Library Journal STARRED REVIEW

The story unfolds in fits and starts and reads like a confession to a soulmate. This stream-of-consciousness style gives readers an intimate if disturbing peek into the mind of a fierce 19th-century slave woman...Impossible to put down, this work deserves a place beside such classics as Toni Morrison’s Beloved and Edward P. Jones’s The Known World. Highly recommended.


ForeWord This Week

...Unconfessed by Yvette Christiansë takes place in South Africa in the Dutch-speaking Cape Colony in the 1820s. Sila was taken from Mozambique to South Africa as a child. She was promised freedom in the will of her mistress Oumiesies. But at her death, her cruel son Theron refuses to honor his mother’s wishes.

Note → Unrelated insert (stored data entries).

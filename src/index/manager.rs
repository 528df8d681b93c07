//! Index Manager - the public entry point for index files.
//!
//! The [`IndexManager`] provides:
//! - File lifecycle (create, destroy, open, close)
//! - Entry insertion and deletion
//! - Range scans
//! - Diagnostic tree dumps
//!
//! Each open file is represented by an [`IndexHandle`]. A file may be open
//! through at most one live handle at a time.

use std::collections::HashSet;
use std::path::{Path, PathBuf};
use std::sync::Arc;

use parking_lot::Mutex;
use tracing::debug;

use crate::common::{Error, IndexConfig, Result, Rid};
use crate::index::btree::{self, BPlusTree, MetaPage, ScanIterator};
use crate::index::key::{Key, KeyType};
use crate::storage::{PagedFile, StatsSnapshot};

/// Canonical paths of the files that currently have a live handle.
type Registry = Arc<Mutex<HashSet<PathBuf>>>;

/// Creates, opens and operates on index files.
///
/// `IndexManager` is a plain value: there is no process-wide instance.
/// Clones share the registry of open files.
///
/// # Usage
/// ```no_run
/// use ixdb::{IndexConfig, IndexManager, Key, KeyType, Rid};
///
/// let manager = IndexManager::new(IndexConfig::default());
/// manager.create_file("age.idx")?;
///
/// let mut handle = manager.open_file("age.idx")?;
/// manager.insert_entry(&mut handle, KeyType::Int, &Key::Int(42), Rid::new(1, 7))?;
/// manager.print_tree(&mut handle, KeyType::Int)?;
/// manager.close_file(handle)?;
/// # Ok::<(), ixdb::Error>(())
/// ```
#[derive(Debug, Clone, Default)]
pub struct IndexManager {
    config: IndexConfig,
    open_files: Registry,
}

impl IndexManager {
    pub fn new(config: IndexConfig) -> Self {
        Self {
            config,
            open_files: Arc::new(Mutex::new(HashSet::new())),
        }
    }

    pub fn config(&self) -> &IndexConfig {
        &self.config
    }

    // ========================================================================
    // File lifecycle
    // ========================================================================

    /// Create an empty index file.
    ///
    /// The file has no pages until the first insertion.
    ///
    /// # Errors
    /// Returns `Error::FileExists` if the path already exists.
    pub fn create_file<P: AsRef<Path>>(&self, path: P) -> Result<()> {
        PagedFile::create(path)?;
        Ok(())
    }

    /// Delete an index file.
    ///
    /// # Errors
    /// - `Error::FileNotFound` if the file does not exist
    /// - `Error::AlreadyOpen` if a handle on the file is still live
    pub fn destroy_file<P: AsRef<Path>>(&self, path: P) -> Result<()> {
        let path = path.as_ref();
        let canonical = canonicalize(path)?;
        if self.open_files.lock().contains(&canonical) {
            return Err(Error::AlreadyOpen(path.to_path_buf()));
        }
        PagedFile::destroy(&canonical)
    }

    /// Open an index file.
    ///
    /// # Errors
    /// - `Error::FileNotFound` if the file does not exist
    /// - `Error::AlreadyOpen` if another handle on the file is still live
    pub fn open_file<P: AsRef<Path>>(&self, path: P) -> Result<IndexHandle> {
        let path = path.as_ref();
        let canonical = canonicalize(path)?;

        let mut open_files = self.open_files.lock();
        if open_files.contains(&canonical) {
            return Err(Error::AlreadyOpen(path.to_path_buf()));
        }

        let mut file = PagedFile::open(&canonical)?;
        file.set_sync_on_write(self.config.sync_on_write);
        open_files.insert(canonical.clone());

        Ok(IndexHandle {
            file,
            canonical,
            open_files: Arc::clone(&self.open_files),
        })
    }

    /// Flush a handle's file to disk and release it.
    ///
    /// Dropping the handle releases it too, without the flush.
    pub fn close_file(&self, mut handle: IndexHandle) -> Result<()> {
        handle.file.sync()?;
        debug!(path = %handle.path().display(), "closed index file");
        Ok(())
    }

    // ========================================================================
    // Entries
    // ========================================================================

    /// Add `rid` under `key`.
    ///
    /// The first insertion into an empty file fixes its key type.
    ///
    /// # Errors
    /// - `Error::TypeMismatch` if `key` or the file is not of `key_type`
    /// - `Error::KeyTooLarge` if the encoded key exceeds `MAX_KEY_SIZE`
    /// - `Error::DuplicateRid` if `key` already lists `rid`
    /// - `Error::EntryTooLarge` / `Error::SplitFailed` if the entry cannot be
    ///   placed; see [`Error::is_storage_failure`]
    pub fn insert_entry(
        &self,
        handle: &mut IndexHandle,
        key_type: KeyType,
        key: &Key,
        rid: Rid,
    ) -> Result<()> {
        let key = key.encode_checked(key_type)?;
        BPlusTree::new(&mut handle.file, key_type).insert(&key, rid)
    }

    /// Remove `rid` from `key`.
    ///
    /// # Errors
    /// - `Error::TypeMismatch` if `key` or the file is not of `key_type`
    /// - `Error::NotFound` if the pair is not in the index
    pub fn delete_entry(
        &self,
        handle: &mut IndexHandle,
        key_type: KeyType,
        key: &Key,
        rid: Rid,
    ) -> Result<()> {
        let key = key.encode_checked(key_type)?;
        BPlusTree::new(&mut handle.file, key_type).delete(&key, rid)
    }

    /// Scan entries between `low` and `high` in key order.
    ///
    /// A `None` bound is unbounded on that side. The iterator borrows the
    /// handle until it is dropped.
    ///
    /// # Errors
    /// Returns `Error::TypeMismatch` if a bound or the file is not of
    /// `key_type`.
    pub fn scan<'a>(
        &self,
        handle: &'a mut IndexHandle,
        key_type: KeyType,
        low: Option<&Key>,
        high: Option<&Key>,
        low_inclusive: bool,
        high_inclusive: bool,
    ) -> Result<ScanIterator<'a>> {
        ScanIterator::new(
            &mut handle.file,
            key_type,
            low,
            high,
            low_inclusive,
            high_inclusive,
        )
    }

    /// Render the tree as JSON-shaped text. Diagnostic only.
    pub fn dump_tree(&self, handle: &mut IndexHandle, key_type: KeyType) -> Result<String> {
        BPlusTree::new(&mut handle.file, key_type).dump()
    }

    /// Print [`dump_tree`](IndexManager::dump_tree) to stdout.
    pub fn print_tree(&self, handle: &mut IndexHandle, key_type: KeyType) -> Result<()> {
        print!("{}", self.dump_tree(handle, key_type)?);
        Ok(())
    }
}

fn canonicalize(path: &Path) -> Result<PathBuf> {
    path.canonicalize()
        .map_err(|_| Error::FileNotFound(path.to_path_buf()))
}

/// An open index file.
///
/// The file is released from its manager's registry when the handle is
/// dropped or passed to [`IndexManager::close_file`].
pub struct IndexHandle {
    file: PagedFile,
    canonical: PathBuf,
    open_files: Registry,
}

impl IndexHandle {
    /// Page I/O counters since the file was opened.
    pub fn io_stats(&self) -> StatsSnapshot {
        self.file.stats()
    }

    pub fn page_count(&self) -> u32 {
        self.file.page_count()
    }

    pub fn path(&self) -> &Path {
        self.file.path()
    }

    /// The file's meta page, or `None` before the first insertion.
    pub fn meta(&mut self) -> Result<Option<MetaPage>> {
        btree::read_meta(&mut self.file)
    }
}

impl Drop for IndexHandle {
    fn drop(&mut self) {
        self.open_files.lock().remove(&self.canonical);
    }
}

impl std::fmt::Debug for IndexHandle {
    fn fmt(&self, f: &mut std::fmt::Formatter<'_>) -> std::fmt::Result {
        f.debug_struct("IndexHandle")
            .field("path", &self.canonical)
            .field("page_count", &self.file.page_count())
            .finish()
    }
}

Sila is sold to a series of cruel masters and is eventually imprisoned for murdering her son, Baro. As she works in the rock quarry on Robben Island prison, she speaks to Baro, telling him her disjointed life story and the details of her days in the prison. Gradually through Christiansë’s poetic stream-of-consciousness narrative, the reader learns how she came to be in her situation and the guilt she feels at the thought of her children’s suffering.


Booklist

Little has been written about what it was like to be a slave in South Africa under the early white settlers. This debut novel tells it through the first-person, present-tense narrative of Sila, once a slave, now a prisoner on Robben Island off Cape Town in the 1820s....the history is authentic, and Sila's brave, desperate voice reveals the vicious brutality as well as surprising discoveries of love and friendship. Readers of Toni Morrison's classic Beloved will recognize the story of a mother driven to save her children at any cost.


Historic Novels Review

Sila is a strong, likable character who survives adversities that would destroy most people. She has a few happy times to remember, but of course the tone of any book about slavery is mainly distressing. Readers who prefer a linear storyline may struggle to puzzle out the sequence of events, as Sila’s memories come and go in a poetic, stream-of-consciousness fashion. Christiansë’s word choice and syntax effectively convey that Sila is not an English speaker, without distracting the reader.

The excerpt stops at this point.